As children grow, they first learn the rules of the house they are born into. As they age the child learns the rules of friends places, then rules of school, then rules of bigger schools, then rules of work and so on. Each set of rules is somewhat similar to previous rules, but also significantly different (you can hopefully see here how a perp can mess with this rule acquisition by changing rules arbitrarily – however we are focusing on the lives of people who didn’t have this). A part of growing up is recognising that rules vary from location to location and from group to group. Every time a person is added to a group, the rules subtly shift. Every time a person leaves, the rules subtly shift. We are supposed to automatically pick up that shift and adjust our rule set to manage. People with BPD struggle with this (not the only people to do so).
Signs that this is true for you is that you find one on one easiest. A few people in a group is harder, but ok. Groups of about 6 or more are difficult. You’d rather avoid crowds unless you have a clearly defined role, such as acting, the class clown or the teacher. You can find yourself easily overwhelmed when certain people join the crowd and that overwhelmed takes the form of one of the three following – you shut down, you run away or you become aggressive.
You may recall the bit above about wanting clearly defined roles in a crowd and the bit where you might assign roles to others. These are two tools frequently used to simplify the social calculation – the series of internal processes that we all use to work out what the group is doing, what our part in it is, what we can expect everyone to do, and thus how we stay safe in the group. In BPD this is often defined as the chameleon nature – where the person with BPD will shift their presentation based on how they perceive the group or other person – the-role you take. The flip side is the simplification of other people – the role you assign to them. This is often based on the most dominant personality trait you see in the person. When the person fails to live up to (or down to) the role you have assigned them, it is likely to bewilder you, which can frequently result in panic, anger or disillusionment.
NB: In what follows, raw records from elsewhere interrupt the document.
//! Zig-zag ("waved") line between two points, memoized process-wide.

use std::sync::{Arc, LazyLock, Mutex};

use indexmap::IndexMap;
use ordered_float::OrderedFloat;
use tracing::trace;

use crate::core::Point;
use crate::core::math::distance;
use crate::render::path::line_to;
use crate::render::smoothing::{Smoothing, Tension};

/// Default number of distinct wave patterns kept by the global cache.
pub const DEFAULT_WAVE_CACHE_CAPACITY: usize = 512;

/// Geometry of one waved line.
#[derive(Debug, Clone, Copy, PartialEq)]
pub struct WaveSpec {
    pub from: Point,
    pub to: Point,
    pub wave_length: f64,
    pub wave_height: f64,
    pub tension: f64,
    /// Stretch `wave_length` so a whole number of half waves fits exactly.
    pub adjust_wave_length: bool,
}

impl WaveSpec {
    #[must_use]
    pub fn new(from: Point, to: Point, wave_length: f64, wave_height: f64, tension: f64) -> Self {
        Self {
            from,
            to,
            wave_length,
            wave_height,
            tension,
            adjust_wave_length: false,
        }
    }

    #[must_use]
    pub fn with_adjusted_wave_length(mut self, adjust: bool) -> Self {
        self.adjust_wave_length = adjust;
        self
    }
}

#[derive(Debug, Clone, Copy, PartialEq, Eq, Hash)]
struct WaveCacheKey([OrderedFloat<f64>; 7]);

/// Runtime metrics of a [`WavedLineCache`].
///
/// `misses` equals the number of times the wave was actually built and smoothed.
#[derive(Debug, Clone, Copy, PartialEq, Eq, Default)]
pub struct WavedLineCacheStats {
    pub hits: u64,
    pub misses: u64,
    pub size: usize,
}

/// Bounded memo of waved-line paths keyed by the full parameter tuple.
///
/// Oldest entries are evicted first once `capacity` is reached.
#[derive(Debug)]
pub struct WavedLineCache {
    capacity: usize,
    entries: IndexMap<WaveCacheKey, Arc<str>>,
    hits: u64,
    misses: u64,
}

impl WavedLineCache {
    #[must_use]
    pub fn new(capacity: usize) -> Self {
        Self {
            capacity: capacity.max(1),
            entries: IndexMap::new(),
            hits: 0,
            misses: 0,
        }
    }

    /// Returns the waved path for `spec`, building it on first request.
    pub fn waved_line(&mut self, spec: WaveSpec) -> Arc<str> {
        let length = distance(spec.from, spec.to);
        let wave_length = effective_wave_length(spec, length);
        let key = WaveCacheKey([
            OrderedFloat(spec.from.x),
            OrderedFloat(spec.from.y),
            OrderedFloat(spec.to.x),
            OrderedFloat(spec.to.y),
            OrderedFloat(wave_length),
            OrderedFloat(spec.wave_height),
            OrderedFloat(spec.tension),
        ]);

        if let Some(path) = self.entries.get(&key) {
            self.hits += 1;
            return Arc::clone(path);
        }

        self.misses += 1;
        let path: Arc<str> = Arc::from(build_waved_line(spec, length, wave_length));
        if self.entries.len() >= self.capacity {
            self.entries.shift_remove_index(0);
        }
        self.entries.insert(key, Arc::clone(&path));
        trace!(size = self.entries.len(), "waved line cached");
        path
    }

    #[must_use]
    pub fn stats(&self) -> WavedLineCacheStats {
        WavedLineCacheStats {
            hits: self.hits,
            misses: self.misses,
            size: self.entries.len(),
        }
    }

    pub fn clear(&mut self) {
        self.entries.clear();
        self.hits = 0;
        self.misses = 0;
    }
}

impl Default for WavedLineCache {
    fn default() -> Self {
        Self::new(DEFAULT_WAVE_CACHE_CAPACITY)
    }
}

static GLOBAL_WAVE_CACHE: LazyLock<Mutex<WavedLineCache>> =
    LazyLock::new(|| Mutex::new(WavedLineCache::default()));

/// Waved path between `spec.from` and `spec.to`, served from the
/// process-wide cache.
#[must_use]
pub fn waved_line(spec: WaveSpec) -> Arc<str> {
    match GLOBAL_WAVE_CACHE.lock() {
        Ok(mut cache) => cache.waved_line(spec),
        // Entries are immutable once inserted.
        Err(poisoned) => poisoned.into_inner().waved_line(spec),
    }
}

/// Metrics of the process-wide cache used by [`waved_line`].
#[must_use]
pub fn global_waved_line_stats() -> WavedLineCacheStats {
    match GLOBAL_WAVE_CACHE.lock() {
        Ok(cache) => cache.stats(),
        Err(poisoned) => poisoned.into_inner().stats(),
    }
}

fn effective_wave_length(spec: WaveSpec, length: f64) -> f64 {
    if !spec.adjust_wave_length || spec.wave_length <= 0.0 || length <= 0.0 {
        return spec.wave_length;
    }
    let half_waves = (2.0 * length / spec.wave_length).round();
    if half_waves < 1.0 {
        return spec.wave_length;
    }
    2.0 * length / half_waves
}

/// Upper bound on half waves in one path; finer waves draw as a straight line.
const MAX_HALF_WAVES: f64 = 100_000.0;

fn build_waved_line(spec: WaveSpec, length: f64, wave_length: f64) -> String {
    if !length.is_finite() || length <= 0.0 {
        return String::new();
    }
    if wave_length <= 1.0 || spec.wave_height <= 1.0 {
        return line_to(spec.to);
    }

    let angle = (spec.to.y - spec.from.y).atan2(spec.to.x - spec.from.x);
    let (sin, cos) = angle.sin_cos();
    let step_x = wave_length * cos / 2.0;
    let step_y = wave_length * sin / 2.0;
    let amplitude = spec.wave_height / 2.0;

    let half_waves = (2.0 * length / wave_length).round();
    if half_waves.is_nan() || half_waves > MAX_HALF_WAVES {
        return line_to(spec.to);
    }
    let half_waves = half_waves as usize;
    let mut sign = 1.0;
    if spec.to.x < spec.from.x {
        sign = -sign;
    }
    if spec.to.y < spec.from.y {
        sign = -sign;
    }

    let mut points = Vec::with_capacity(half_waves + 1);
    for index in 0..=half_waves {
        sign = -sign;
        let i = index as f64;
        points.push(Point::new(
            spec.from.x + i * step_x + sign * amplitude * sin,
            spec.from.y + i * step_y - sign * amplitude * cos,
        ));
    }
    Tension::new(spec.tension, spec.tension).smooth(&points)
}
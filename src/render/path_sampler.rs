//! Equal arc-length sampling of path strings.
//!
//! Works analytically on the parsed path instead of querying a live drawing
//! surface: arcs are approximated by cubic Béziers and lengths are integrated
//! to [`ARCLEN_ACCURACY`].

use kurbo::{BezPath, ParamCurve, ParamCurveArclen, PathSeg};
use tracing::debug;

use crate::core::Point;

/// Absolute arc-length tolerance in pixels.
pub const ARCLEN_ACCURACY: f64 = 1e-3;

/// Samples `count` points spaced evenly along `path` by arc length.
///
/// The first sample sits at the path start; samples cover `[0, length)` so
/// closed outlines do not repeat their start point. Returns `None` when the
/// path cannot be parsed or has no length.
#[must_use]
pub fn path_to_points(path: &str, count: usize) -> Option<Vec<Point>> {
    let parsed = match BezPath::from_svg(path.trim()) {
        Ok(parsed) => parsed,
        Err(err) => {
            debug!(error = %err, "path sampling unavailable for unparsable path");
            return None;
        }
    };

    let segments: Vec<(PathSeg, f64)> = parsed
        .segments()
        .map(|segment| (segment, segment.arclen(ARCLEN_ACCURACY)))
        .collect();
    let total: f64 = segments.iter().map(|(_, length)| length).sum();
    if segments.is_empty() || !total.is_finite() || total <= 0.0 {
        return None;
    }

    let mut points = Vec::with_capacity(count);
    let mut segment_index = 0;
    let mut consumed = 0.0;
    for sample in 0..count {
        let target = sample as f64 / count as f64 * total;
        while segment_index + 1 < segments.len() && consumed + segments[segment_index].1 < target
        {
            consumed += segments[segment_index].1;
            segment_index += 1;
        }
        let (segment, length) = segments[segment_index];
        let local = (target - consumed).clamp(0.0, length);
        let t = if length > 0.0 {
            segment.inv_arclen(local, ARCLEN_ACCURACY)
        } else {
            0.0
        };
        let point = segment.eval(t);
        points.push(Point::new(point.x, point.y));
    }
    Some(points)
}
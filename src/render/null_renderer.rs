use crate::error::ChartResult;
use crate::render::{CursorFrame, Renderer};

/// No-op renderer used by tests and headless cursor usage.
///
/// It still validates frame content so tests can catch invalid geometry before
/// it reaches a real backend.
#[derive(Debug, Default)]
pub struct NullRenderer {
    pub last_element_count: usize,
    pub frames_rendered: usize,
}

impl Renderer for NullRenderer {
    fn render(&mut self, frame: &CursorFrame) -> ChartResult<()> {
        frame.validate()?;
        self.last_element_count = frame.elements.len();
        self.frames_rendered += 1;
        Ok(())
    }
}
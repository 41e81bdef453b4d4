//! Tree-walking evaluator for gs programs.
//!
//! The interpreter owns the global environment, installs the host
//! intrinsics, and bootstraps the standard library by running
//! `stdlib/std.gs` through the lexer and parser before any user program
//! executes.

mod environment;
mod error;
mod value;

pub use self::environment::Environment;
pub use self::error::{RuntimeError, RuntimeErrorKind, RuntimeResult, TypeError};
pub use self::value::{Function, MapKey, MapValue, NativeFunction, Value};

use std::path::PathBuf;
use std::rc::Rc;
use std::{env, fs};

use log::debug;

use crate::error::GsError;
use crate::lexer::Lexer;
use crate::parser::ast::{BinaryOp, Block, Expression, Statement, UnaryOp};
use crate::parser::Parser;

/// Outcome of executing a statement: either a regular value, or the
/// non-local return signal travelling up to the enclosing call frame.
#[derive(Debug, Clone)]
enum Flow {
    Normal(Value),
    Return(Value),
}

pub struct Interpreter {
    globals: Environment,
    env: Environment,
}

impl Interpreter {
    /// Create an interpreter with intrinsics and the `std` module
    /// installed. Failing to load the standard library is fatal.
    pub fn new() -> Result<Interpreter, GsError> {
        let globals = Environment::new();
        let mut interpreter = Interpreter {
            globals: globals.clone(),
            env: globals,
        };

        interpreter.install_intrinsics()?;
        interpreter.install_std()?;

        Ok(interpreter)
    }

    fn install_intrinsics(&mut self) -> RuntimeResult<()> {
        let natives = [
            NativeFunction {
                name: "__intrinsic_print",
                arity: Some(1),
                callback: intrinsic_print,
            },
            NativeFunction {
                name: "__intrinsic_typeof",
                arity: Some(1),
                callback: intrinsic_typeof,
            },
            NativeFunction {
                name: "__intrinsic_len",
                arity: Some(1),
                callback: intrinsic_len,
            },
        ];

        for native in natives {
            let name = native.name;
            self.globals.define(name, Value::Native(native), None)?;
        }

        Ok(())
    }

    /// Run `stdlib/std.gs` in the global environment and bind its final
    /// value (which must be a map) as `std`.
    fn install_std(&mut self) -> Result<(), GsError> {
        let path = stdlib_path();
        debug!("loading stdlib from '{}'", path.display());

        if !path.exists() {
            return Err(GsError::Runtime(RuntimeError::new(format!(
                "Missing stdlib file: {}",
                path.display()
            ))));
        }

        let source = fs::read_to_string(&path).map_err(|error| {
            GsError::Runtime(RuntimeError::new(format!(
                "Could not read stdlib file '{}': {error}",
                path.display()
            )))
        })?;

        let tokens = Lexer::new(&source).tokenize()?;
        let program = Parser::new(tokens).parse_program()?;
        let result = self.run(&program)?;

        if !matches!(result, Value::Map(_)) {
            return Err(GsError::Runtime(RuntimeError::new(
                "stdlib/std.gs must evaluate to a Map (the std module).",
            )));
        }

        self.globals.define("std", result, None)?;
        Ok(())
    }

    /// Execute a program and produce the value of its last statement.
    pub fn run(&mut self, program: &[Statement]) -> RuntimeResult<Value> {
        let mut last = Value::Null;
        for statement in program {
            match self.exec_statement(statement)? {
                Flow::Normal(value) => last = value,
                Flow::Return(_) => {
                    return Err(RuntimeError::new("'return' outside of a function"))
                }
            }
        }
        Ok(last)
    }

    fn exec_statement(&mut self, statement: &Statement) -> RuntimeResult<Flow> {
        match statement {
            Statement::Expression(expression) => Ok(Flow::Normal(self.eval(expression)?)),

            Statement::VarDecl(decl) => {
                let value = match &decl.initializer {
                    Some(initializer) => self.eval(initializer)?,
                    None => Value::Null,
                };
                enforce_type(
                    decl.type_name.as_deref(),
                    &value,
                    &format!("variable '{}'", decl.name),
                )?;
                self.env
                    .define(&decl.name, value.clone(), decl.type_name.clone())?;
                Ok(Flow::Normal(value))
            }

            Statement::Block(block) => self.exec_block(block),

            Statement::If(node) => {
                if self.eval(&node.condition)?.is_truthy() {
                    self.exec_statement(&node.then_branch)
                } else if let Some(else_branch) = &node.else_branch {
                    self.exec_statement(else_branch)
                } else {
                    Ok(Flow::Normal(Value::Null))
                }
            }

            Statement::While(node) => {
                let mut last = Value::Null;
                while self.eval(&node.condition)?.is_truthy() {
                    match self.exec_statement(&node.body)? {
                        Flow::Normal(value) => last = value,
                        signal @ Flow::Return(_) => return Ok(signal),
                    }
                }
                Ok(Flow::Normal(last))
            }

            Statement::Return(node) => {
                let value = match &node.value {
                    Some(expression) => self.eval(expression)?,
                    None => Value::Null,
                };
                Ok(Flow::Return(value))
            }

            Statement::FunctionDecl(decl) => {
                let function = Value::Function(Rc::new(Function {
                    name: decl.name.clone(),
                    params: decl.params.clone(),
                    return_type: decl.return_type.clone(),
                    body: decl.body.clone(),
                    closure: self.env.clone(),
                }));
                self.env.define(&decl.name, function.clone(), None)?;
                Ok(Flow::Normal(function))
            }
        }
    }

    /// Run a block in a fresh child frame. The previous frame is
    /// restored on every exit path, including errors and the return
    /// signal.
    fn exec_block(&mut self, block: &Block) -> RuntimeResult<Flow> {
        let previous = self.env.clone();
        self.env = previous.child();
        let result = self.exec_statements(&block.statements);
        self.env = previous;
        result
    }

    fn exec_statements(&mut self, statements: &[Statement]) -> RuntimeResult<Flow> {
        let mut last = Value::Null;
        for statement in statements {
            match self.exec_statement(statement)? {
                Flow::Normal(value) => last = value,
                signal @ Flow::Return(_) => return Ok(signal),
            }
        }
        Ok(Flow::Normal(last))
    }

    fn eval(&mut self, expression: &Expression) -> RuntimeResult<Value> {
        match expression {
            Expression::Int(value) => Ok(Value::Int(*value)),
            Expression::Float(value) => Ok(Value::Float(*value)),
            Expression::Str(value) => Ok(Value::String(value.clone())),
            Expression::Bool(value) => Ok(Value::Bool(*value)),
            Expression::Null => Ok(Value::Null),

            Expression::Ident(name) => self.env.get(name),

            Expression::List(elements) => {
                let mut items = Vec::with_capacity(elements.len());
                for element in elements {
                    items.push(self.eval(element)?);
                }
                Ok(Value::list(items))
            }

            Expression::Map(entries) => {
                let mut map = MapValue::default();
                for (key_expression, value_expression) in entries {
                    let key = self.eval(key_expression)?;
                    let value = self.eval(value_expression)?;
                    map.set(key, value)?;
                }
                Ok(Value::map(map))
            }

            Expression::Index { object, index } => {
                let object = self.eval(object)?;
                let index = self.eval(index)?;
                index_get(&object, &index)
            }

            Expression::Assign { target, value } => self.eval_assign(target, value),

            Expression::Unary(op, operand) => {
                let right = self.eval(operand)?;
                match op {
                    UnaryOp::Not => Ok(Value::Bool(!right.is_truthy())),
                    UnaryOp::Neg => negate(right),
                }
            }

            Expression::Binary(left, op, right) => {
                let lhs = self.eval(left)?;

                // && and || short-circuit, returning the deciding
                // operand unchanged
                match op {
                    BinaryOp::And => {
                        if !lhs.is_truthy() {
                            return Ok(lhs);
                        }
                        self.eval(right)
                    }
                    BinaryOp::Or => {
                        if lhs.is_truthy() {
                            return Ok(lhs);
                        }
                        self.eval(right)
                    }
                    _ => {
                        let rhs = self.eval(right)?;
                        binary_op(lhs, *op, rhs)
                    }
                }
            }

            Expression::Call { callee, args } => {
                let callee = self.eval(callee)?;
                let mut values = Vec::with_capacity(args.len());
                for arg in args {
                    values.push(self.eval(arg)?);
                }
                self.call(callee, values)
            }

            Expression::Attribute { object, name } => {
                let object = self.eval(object)?;
                get_attr(&object, name)
            }

            Expression::Function(node) => Ok(Value::Function(Rc::new(Function {
                name: "<anon>".to_owned(),
                params: node.params.clone(),
                return_type: node.return_type.clone(),
                body: node.body.clone(),
                closure: self.env.clone(),
            }))),
        }
    }

    fn eval_assign(&mut self, target: &Expression, value: &Expression) -> RuntimeResult<Value> {
        let value = self.eval(value)?;

        match target {
            Expression::Ident(name) => {
                let declared = self.env.declared_type(name);
                enforce_type(
                    declared.as_deref(),
                    &value,
                    &format!("assignment to '{name}'"),
                )?;
                self.env.assign(name, value.clone())?;
                Ok(value)
            }
            Expression::Index { object, index } => {
                let object = self.eval(object)?;
                let index = self.eval(index)?;
                index_set(&object, &index, value)
            }
            _ => Err(RuntimeError::new("Invalid assignment target")),
        }
    }

    fn call(&mut self, callee: Value, args: Vec<Value>) -> RuntimeResult<Value> {
        match callee {
            Value::Function(function) => {
                if args.len() != function.params.len() {
                    return Err(RuntimeError::new(format!(
                        "{} expects {} args, got {}",
                        function.name,
                        function.params.len(),
                        args.len()
                    )));
                }

                // the call frame's parent is the captured closure frame,
                // not the caller's frame
                let previous = self.env.clone();
                self.env = function.closure.child();
                let result = self.call_function(&function, args);
                self.env = previous;
                result
            }

            Value::Native(native) => {
                if let Some(arity) = native.arity {
                    if args.len() != arity {
                        return Err(RuntimeError::new(format!(
                            "{} expects {arity} args, got {}",
                            native.name,
                            args.len()
                        )));
                    }
                }
                (native.callback)(&args)
            }

            other => Err(RuntimeError::new(format!(
                "Can only call functions, got {}",
                other.type_name()
            ))),
        }
    }

    fn call_function(&mut self, function: &Function, args: Vec<Value>) -> RuntimeResult<Value> {
        for (param, arg) in function.params.iter().zip(args) {
            enforce_type(
                param.type_name.as_deref(),
                &arg,
                &format!("argument '{}' of {}()", param.name, function.name),
            )?;
            self.env.define(&param.name, arg, param.type_name.clone())?;
        }

        let location = format!("return of {}()", function.name);
        match self.exec_block(&function.body)? {
            Flow::Return(value) => {
                enforce_type(function.return_type.as_deref(), &value, &location)?;
                Ok(value)
            }
            Flow::Normal(_) => {
                enforce_type(function.return_type.as_deref(), &Value::Null, &location)?;
                Ok(Value::Null)
            }
        }
    }
}
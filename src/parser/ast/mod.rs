//! Internal representation of gs programs.
//!
//! Two node families: expressions and statements. Type annotations are
//! carried as opaque strings (e.g. `Map[Int,List[String]]`); only their
//! base prefix is ever inspected, and only at run time.

mod expression;
mod statement;

pub use self::expression::*;
pub use self::statement::*;

/// A parsed program: the ordered sequence of top-level statements.
pub type Program = Vec<Statement>;
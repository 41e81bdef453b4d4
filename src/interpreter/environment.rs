//! Lexical environments: a parent-linked chain of mutable frames.
//!
//! Frames are reference-counted because closures keep their defining
//! frame alive past the block that created it.

use std::cell::RefCell;
use std::collections::HashMap;
use std::fmt;
use std::rc::Rc;

use super::error::{RuntimeError, RuntimeResult};
use super::value::Value;

#[derive(Default)]
struct Frame {
    parent: Option<Environment>,
    values: HashMap<String, Value>,
    /// Declared type per name; `None` means the name was declared
    /// without an annotation.
    types: HashMap<String, Option<String>>,
}

#[derive(Clone, Default)]
pub struct Environment {
    frame: Rc<RefCell<Frame>>,
}

impl Environment {
    pub fn new() -> Environment {
        Environment::default()
    }

    /// A fresh frame whose parent is this one.
    pub fn child(&self) -> Environment {
        Environment {
            frame: Rc::new(RefCell::new(Frame {
                parent: Some(self.clone()),
                ..Frame::default()
            })),
        }
    }

    /// Bind a new name in this frame. Re-declaring a name that already
    /// lives in the same frame is an error; shadowing an outer frame is
    /// fine.
    pub fn define(
        &self,
        name: &str,
        value: Value,
        type_name: Option<String>,
    ) -> RuntimeResult<()> {
        let mut frame = self.frame.borrow_mut();
        if frame.values.contains_key(name) {
            return Err(RuntimeError::new(format!(
                "Variable '{name}' is already declared in this scope"
            )));
        }
        frame.values.insert(name.to_owned(), value);
        frame.types.insert(name.to_owned(), type_name);
        Ok(())
    }

    /// Update an existing binding, searching from the innermost frame
    /// outwards. Fails if the name is not bound anywhere.
    pub fn assign(&self, name: &str, value: Value) -> RuntimeResult<()> {
        let parent = {
            let mut frame = self.frame.borrow_mut();
            if let Some(slot) = frame.values.get_mut(name) {
                *slot = value;
                return Ok(());
            }
            frame.parent.clone()
        };

        match parent {
            Some(parent) => parent.assign(name, value),
            None => Err(RuntimeError::new(format!("Undefined variable '{name}'"))),
        }
    }

    pub fn get(&self, name: &str) -> RuntimeResult<Value> {
        let parent = {
            let frame = self.frame.borrow();
            if let Some(value) = frame.values.get(name) {
                return Ok(value.clone());
            }
            frame.parent.clone()
        };

        match parent {
            Some(parent) => parent.get(name),
            None => Err(RuntimeError::new(format!("Undefined variable '{name}'"))),
        }
    }

    /// The declared type of the innermost binding of `name`, if any.
    pub fn declared_type(&self, name: &str) -> Option<String> {
        let parent = {
            let frame = self.frame.borrow();
            if let Some(type_name) = frame.types.get(name) {
                return type_name.clone();
            }
            frame.parent.clone()
        };

        parent.and_then(|parent| parent.declared_type(name))
    }
}

impl fmt::Debug for Environment {
    // frames can be cyclic through closures stored in them; print the
    // bound names only
    fn fmt(&self, f: &mut fmt::Formatter<'_>) -> fmt::Result {
        let frame = self.frame.borrow();
        let mut names = frame.values.keys().collect::<Vec<_>>();
        names.sort();
        f.debug_struct("Environment")
            .field("names", &names)
            .field("has_parent", &frame.parent.is_some())
            .finish()
    }
}

#[cfg(test)]
mod tests {
    use super::*;

    #[test]
    fn test_define_then_get() {
        let env = Environment::new();
        env.define("x", Value::Int(1), None).unwrap();

        assert!(matches!(env.get("x").unwrap(), Value::Int(1)));
    }

    #[test]
    fn test_get_walks_parent_chain() {
        let global = Environment::new();
        global.define("x", Value::Int(1), None).unwrap();
        let inner = global.child().child();

        assert!(matches!(inner.get("x").unwrap(), Value::Int(1)));
    }

    #[test]
    fn test_get_unknown_name_fails() {
        let env = Environment::new();
        let error = env.get("nope").unwrap_err();
        assert_eq!(error.message, "Undefined variable 'nope'");
    }

    #[test]
    fn test_assign_mutates_innermost_binding() {
        let global = Environment::new();
        global.define("x", Value::Int(1), None).unwrap();
        let inner = global.child();
        inner.define("x", Value::Int(2), None).unwrap();

        inner.assign("x", Value::Int(3)).unwrap();

        assert!(matches!(inner.get("x").unwrap(), Value::Int(3)));
        assert!(matches!(global.get("x").unwrap(), Value::Int(1)));
    }

    #[test]
    fn test_assign_reaches_outer_frame() {
        let global = Environment::new();
        global.define("x", Value::Int(1), None).unwrap();
        let inner = global.child();

        inner.assign("x", Value::Int(5)).unwrap();

        assert!(matches!(global.get("x").unwrap(), Value::Int(5)));
    }

    #[test]
    fn test_assign_unknown_name_fails() {
        let env = Environment::new();
        let error = env.assign("nope", Value::Null).unwrap_err();
        assert_eq!(error.message, "Undefined variable 'nope'");
    }

    #[test]
    fn test_redeclaration_in_same_frame_fails() {
        let env = Environment::new();
        env.define("x", Value::Int(1), None).unwrap();

        let error = env.define("x", Value::Int(2), None).unwrap_err();
        assert_eq!(
            error.message,
            "Variable 'x' is already declared in this scope"
        );
    }

    #[test]
    fn test_shadowing_in_child_frame_is_allowed() {
        let global = Environment::new();
        global.define("x", Value::Int(1), None).unwrap();
        let inner = global.child();

        inner.define("x", Value::Int(2), None).unwrap();
        assert!(matches!(inner.get("x").unwrap(), Value::Int(2)));
    }

    #[test]
    fn test_declared_type_comes_from_innermost_binding() {
        let global = Environment::new();
        global
            .define("x", Value::Int(1), Some("Int".into()))
            .unwrap();
        let inner = global.child();
        inner.define("x", Value::Null, None).unwrap();

        assert_eq!(inner.declared_type("x"), None);
        assert_eq!(global.declared_type("x"), Some("Int".into()));
    }

    #[test]
    fn test_declared_type_walks_parent_chain() {
        let global = Environment::new();
        global
            .define("x", Value::Int(1), Some("Int".into()))
            .unwrap();
        let inner = global.child();

        assert_eq!(inner.declared_type("x"), Some("Int".into()));
    }
}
When combined, this feeling of social confusion and danger can someone with BPD to look for clues about social interactions based on the people who are present. Whoever has the strongest personality, or seems the biggest threat, defines the interaction. Their trait defines what the role of the the person with BPD needs to fulfil in order to be safe. If the target person strays too far out of the personality trait, this can leave the person with BPD feeling lost and in danger, which can have strong reactions. The person with BPD can try to guide the target person back to the trait they need them to be, or become angered that the person has failed them, feeling abandoned or betrayed by the person’s failure; frequently redefining the person’s role to an opposite role – Angels become demons as they fall off the impossible pillar they have been awkwardly perched on, or demons become angels when they fail to be bad. Another common pathway for the person with BPD is to lash out in anger – aggression and damage to the environment around them, or self harm and suicide attempts when that aggression is turned inwards.
These traits can also create the look and feel of chaos in the list above.
A quick note about DBT
It is not surprising that the world recognised standard for helping people with BPD is DBT, which mostly focuses on helping people to regulate their emotions, and once a bit more stable, to understand the complexities of social interaction and help create a smoother heuristic (set of malleable rules) for social interaction.